Virat Kohli hadn’t scored a fifty in his last four IPL matches. He walked into this game off two consecutive ducks. The last time he had managed back-to-back zeros in the IPL was 2022. People were writing articles about his footwork. Former players were going on TV to discuss his dismissal patterns. The kind of noise that would get inside most people’s heads.

When he pushed the ball for his first single, he celebrated it. Just a single. The crowd in Raipur erupted like he had pulled a six over fine leg. But that moment told you something. He was here. He was present. The weight of the last two games had not broken anything. It had just been stored somewhere and converted into focus.

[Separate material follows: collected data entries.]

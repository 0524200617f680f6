//! Syntax highlighting for fenced code blocks via tree-sitter.
//!
//! A [`Highlighter`] wraps a tree-sitter `Parser` + `Tree` with a compiled
//! highlight `Query` and a capture-to-[`Token`] table. It follows the same
//! stale-flag protocol as the code-span index:
//!
//! 1. [`Highlighter::set_source`] (or [`Highlighter::mark_dirty`]) flags the
//!    tree as stale when the block's text changed.
//! 2. [`Highlighter::ensure_parsed`] does a full reparse only when stale and
//!    recomputes the per-line tokens.
//! 3. [`Highlighter::line_tokens`] reads them.
//!
//! [`CodeHighlights`] sits on top: it keeps one highlighter per supported
//! language and the tokens of every block, refreshed when the buffer
//! revision moves.
//!
//! | Tag | Grammar |
//! |-----|---------|
//! | `rust`, `rs` | `tree-sitter-rust` |
//! | `go`, `golang` | `tree-sitter-go` |
//! | `python`, `py`, `python3` | `tree-sitter-python` |
//! | `javascript`, `js`, `jsx`, `mjs` | `tree-sitter-javascript` |
//! | `bash`, `sh`, `shell`, `zsh` | `tree-sitter-bash` |
//! | `json` | `tree-sitter-json` |
//!
//! Any other tag gets plain code styling.

use std::collections::HashMap;

use streaming_iterator::StreamingIterator;
use tracing::{trace, warn};
use tree_sitter::{Parser, Query, QueryCursor, Tree};

use crate::buffer::Buffer;
use crate::code_span::CodeSpan;

// ---------------------------------------------------------------------------
// Public types
// ---------------------------------------------------------------------------

/// Highlight class of one char.
#[derive(Debug, Default, Clone, Copy, PartialEq, Eq, Hash)]
pub enum Token {
    #[default]
    Plain,
    Keyword,
    String,
    Comment,
    Function,
    Macro,
    Constant,
    Type,
    /// `self`, `super` and friends.
    Builtin,
    Attribute,
    Property,
}

/// Grammars we ship.
#[derive(Debug, Clone, Copy, PartialEq, Eq, Hash)]
pub enum Language {
    Rust,
    Go,
    Python,
    JavaScript,
    Bash,
    Json,
}

impl Language {
    /// Language of a fence tag, case-insensitive.
    #[must_use]
    pub fn from_tag(tag: &str) -> Option<Self> {
        match tag.to_ascii_lowercase().as_str() {
            "rust" | "rs" => Some(Self::Rust),
            "go" | "golang" => Some(Self::Go),
            "python" | "py" | "python3" => Some(Self::Python),
            "javascript" | "js" | "jsx" | "mjs" => Some(Self::JavaScript),
            "bash" | "sh" | "shell" | "zsh" => Some(Self::Bash),
            "json" => Some(Self::Json),
            _ => None,
        }
    }

    /// Grammar and its bundled highlight query.
    fn grammar(self) -> (tree_sitter::Language, &'static str) {
        match self {
            Self::Rust => (
                tree_sitter_rust::LANGUAGE.into(),
                tree_sitter_rust::HIGHLIGHTS_QUERY,
            ),
            Self::Go => (
                tree_sitter_go::LANGUAGE.into(),
                tree_sitter_go::HIGHLIGHTS_QUERY,
            ),
            Self::Python => (
                tree_sitter_python::LANGUAGE.into(),
                tree_sitter_python::HIGHLIGHTS_QUERY,
            ),
            Self::JavaScript => (
                tree_sitter_javascript::LANGUAGE.into(),
                tree_sitter_javascript::HIGHLIGHT_QUERY,
            ),
            Self::Bash => (
                tree_sitter_bash::LANGUAGE.into(),
                tree_sitter_bash::HIGHLIGHT_QUERY,
            ),
            Self::Json => (
                tree_sitter_json::LANGUAGE.into(),
                tree_sitter_json::HIGHLIGHTS_QUERY,
            ),
        }
    }
}

/// Syntax highlighter for one piece of source text.
pub struct Highlighter {
    parser: Parser,
    tree: Option<Tree>,
    query: Query,
    /// Token for each capture index.
    capture_tokens: Vec<Token>,
    source: String,
    /// One entry per source line, one token per char.
    lines: Vec<Vec<Token>>,
    stale: bool,
}

// ---------------------------------------------------------------------------
// Highlighter
// ---------------------------------------------------------------------------

impl Highlighter {
    /// Returns `None` if the grammar or its query fails to load.
    ///
    /// A query that doesn't compile is logged and the language falls back
    /// to plain code styling.
    #[must_use]
    pub fn new(language: Language) -> Option<Self> {
        let (ts_language, query_source) = language.grammar();

        let mut parser = Parser::new();
        parser.set_language(&ts_language).ok()?;
        let query = Query::new(&ts_language, query_source)
            .map_err(|err| warn!(?language, %err, "highlight query rejected"))
            .ok()?;
        let capture_tokens = query.capture_names().iter().map(|n| capture_token(n)).collect();

        Some(Self {
            parser,
            tree: None,
            query,
            capture_tokens,
            source: String::new(),
            lines: Vec::new(),
            stale: true,
        })
    }

    /// Highlighter for a fence tag, if the tag names a supported language.
    #[must_use]
    pub fn for_tag(tag: &str) -> Option<Self> {
        Self::new(Language::from_tag(tag)?)
    }

    #[inline]
    pub const fn mark_dirty(&mut self) {
        self.stale = true;
    }

    #[inline]
    #[must_use]
    pub const fn is_stale(&self) -> bool {
        self.stale
    }

    /// Replace the text to highlight. Marks the tree stale only when the
    /// text actually differs.
    pub fn set_source(&mut self, source: &str) {
        if self.source != source {
            source.clone_into(&mut self.source);
            self.stale = true;
        }
    }

    /// Reparse and recompute tokens if stale.
    pub fn ensure_parsed(&mut self) {
        if !self.stale {
            return;
        }
        // No edit tracking, so the old tree is never passed as a hint.
        self.tree = self.parser.parse(&self.source, None);
        self.lines = self.compute_tokens();
        self.stale = false;
    }

    /// Tokens of source line `line`, one per char. Empty for lines past the
    /// end. Call [`ensure_parsed`](Self::ensure_parsed) first.
    #[must_use]
    pub fn line_tokens(&self, line: usize) -> &[Token] {
        self.lines.get(line).map_or(&[], Vec::as_slice)
    }

    fn compute_tokens(&self) -> Vec<Vec<Token>> {
        let starts = line_starts(&self.source);
        let mut result: Vec<Vec<Token>> = (0..starts.len())
            .map(|row| {
                let (from, to) = line_bounds(&starts, self.source.len(), row);
                vec![Token::Plain; char_count(&self.source, from, to)]
            })
            .collect();

        let Some(tree) = &self.tree else {
            return result;
        };

        let mut cursor = QueryCursor::new();
        let mut captures = cursor.captures(&self.query, tree.root_node(), self.source.as_bytes());
        while let Some((m, _capture_idx)) = captures.next() {
            for capture in m.captures {
                let token = self.capture_tokens[capture.index as usize];
                if token == Token::Plain {
                    continue;
                }
                let node = capture.node;
                let last_row = node.end_position().row.min(starts.len() - 1);

                // A node may span lines; paint each line's part. Later
                // captures override earlier ones.
                for row in node.start_position().row..=last_row {
                    let (line_start, line_end) = line_bounds(&starts, self.source.len(), row);
                    let from = node.start_byte().max(line_start);
                    let to = node.end_byte().min(line_end);
                    if from >= to {
                        continue;
                    }
                    let first = char_count(&self.source, line_start, from);
                    let last = first + char_count(&self.source, from, to);
                    let line = &mut result[row];
                    let end = last.min(line.len());
                    if first < end {
                        line[first..end].fill(token);
                    }
                }
            }
        }
        result
    }
}

impl std::fmt::Debug for Highlighter {
    fn fmt(&self, f: &mut std::fmt::Formatter<'_>) -> std::fmt::Result {
        f.debug_struct("Highlighter")
            .field("lines", &self.lines.len())
            .field("stale", &self.stale)
            .finish_non_exhaustive()
    }
}

/// Byte offset of the start of every line.
fn line_starts(source: &str) -> Vec<usize> {
    std::iter::once(0)
        .chain(source.match_indices('\n').map(|(i, _)| i + 1))
        .collect()
}

/// Byte range of line `row`, without its `\n`.
fn line_bounds(starts: &[usize], len: usize, row: usize) -> (usize, usize) {
    let start = starts[row];
    let end = starts.get(row + 1).map_or(len, |next| next - 1);
    (start, end)
}

fn char_count(source: &str, from: usize, to: usize) -> usize {
    source.get(from..to).map_or(0, |s| s.chars().count())
}

/// Highlight class of a capture name. Each grammar names its captures a
/// little differently, so dotted names fall back to their first segment
/// (`function.method` is a function, `string.special` a string).
/// Punctuation, operators and plain variables stay unstyled.
fn capture_token(name: &str) -> Token {
    match name {
        "function.macro" => return Token::Macro,
        "variable.builtin" => return Token::Builtin,
        // JSON object keys.
        "string.special.key" => return Token::Property,
        _ => {}
    }
    match name.split('.').next().unwrap_or(name) {
        "keyword" => Token::Keyword,
        "string" | "escape" => Token::String,
        "comment" => Token::Comment,
        "function" => Token::Function,
        "constant" | "number" => Token::Constant,
        "type" | "constructor" => Token::Type,
        "attribute" | "label" => Token::Attribute,
        "property" => Token::Property,
        _ => Token::Plain,
    }
}

// ---------------------------------------------------------------------------
// Per-buffer cache
// ---------------------------------------------------------------------------

/// Tokens for every highlightable code block of a buffer.
#[derive(Debug, Default)]
pub struct CodeHighlights {
    highlighters: HashMap<Language, Highlighter>,
    /// Block content tokens keyed by the block's opening fence line. Index 0
    /// is the first line after the fence.
    blocks: HashMap<usize, Vec<Vec<Token>>>,
    revision: Option<u64>,
}

impl CodeHighlights {
    #[must_use]
    pub fn new() -> Self {
        Self::default()
    }

    /// Recompute block tokens if the buffer changed since the last call.
    /// `spans` must be fresh for `buf`.
    pub fn refresh(&mut self, buf: &Buffer, spans: &[CodeSpan]) {
        if self.revision == Some(buf.revision()) {
            return;
        }
        self.revision = Some(buf.revision());
        self.blocks.clear();

        for span in spans {
            let Some(language) = Language::from_tag(&span.language) else {
                continue;
            };
            if span.end <= span.start + 1 {
                continue;
            }
            let hl = match self.highlighters.entry(language) {
                std::collections::hash_map::Entry::Occupied(e) => e.into_mut(),
                std::collections::hash_map::Entry::Vacant(e) => {
                    let Some(hl) = Highlighter::new(language) else {
                        continue;
                    };
                    e.insert(hl)
                }
            };

            let source = (span.start + 1..span.end)
                .map(|n| buf.line_text(n))
                .collect::<Vec<_>>()
                .join("\n");
            hl.set_source(&source);
            hl.ensure_parsed();
            let tokens = (0..span.end - span.start - 1)
                .map(|i| hl.line_tokens(i).to_vec())
                .collect();
            self.blocks.insert(span.start, tokens);
        }
        trace!(blocks = self.blocks.len(), "refreshed code highlights");
    }

    /// Tokens of buffer line `line` inside `span`, if that block is
    /// highlighted.
    #[must_use]
    pub fn tokens(&self, span: &CodeSpan, line: usize) -> Option<&[Token]> {
        let rows = self.blocks.get(&span.start)?;
        let idx = line.checked_sub(span.start + 1)?;
        rows.get(idx).map(Vec::as_slice)
    }
}

// ---------------------------------------------------------------------------
// Tests
// ---------------------------------------------------------------------------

By the end of the powerplay he was batting on 30 off 14 balls four fours and a hooked six off Tyagi. The footwork people had been criticising all week was suddenly sharp and assured. The drives were timing perfectly. And he just kept going, over after over, never giving KKR a moment to breathe.

The Partnership That Ended KKR’s Evening

Jacob Bethell fell early, and in came Devdutt Padikkal as the impact substitute. What followed was the passage of play that basically finished the contest as a meaningful competition.

Kohli and Padikkal put on 92 runs for the second wicket off 59 balls. Padikkal made 39, playing the perfect supporting role punishing anything short, rotating strike, keeping the scoreboard moving while Kohli did Kohli things at the other end.

KKR dropped Virat Kohli during this partnership. Rovman Powell put down the chance off Kartik Tyagi’s bowling. On any other night, in any other game, that might be a footnote. Tonight it was the turning point and Rahane knew it. “Defending a total, that catch of Kohli you want to hang on. That, I felt, was the difference,” he said after the game. No anger in his voice. No pointing fingers. Just a captain being honest about where it slipped away.

Kohli and Padikkal also now have 10 fifty-plus partnerships in successful IPL chases together the most by any pair in the tournament’s history. There is something almost unfair about how well those two read each other at the crease.

105 Not Out and a Night Full of Records

Virat Kohli reached his fifty off 32 balls and then accelerated. By the time it was done, he had made 105 not out off 60 balls. When the hundred came up in the penultimate over, he raised his bat quietly, no big roar, no theatrics, just a simple acknowledgement of the crowd’s applause. The kind of celebration that says more than any fist-pump ever could.

Along the way, history was being made in several directions at once.

Kohli became the first Indian batter to complete 14,000 runs in T20 cricket, reaching the milestone with a boundary off Sunil Narine in the 16th over.

He got there in 409 innings, making him the fastest batter ever to 14,000 T20 runs, going past Chris Gayle’s previous record of 423 innings. He is only the sixth batter in the world to reach the landmark.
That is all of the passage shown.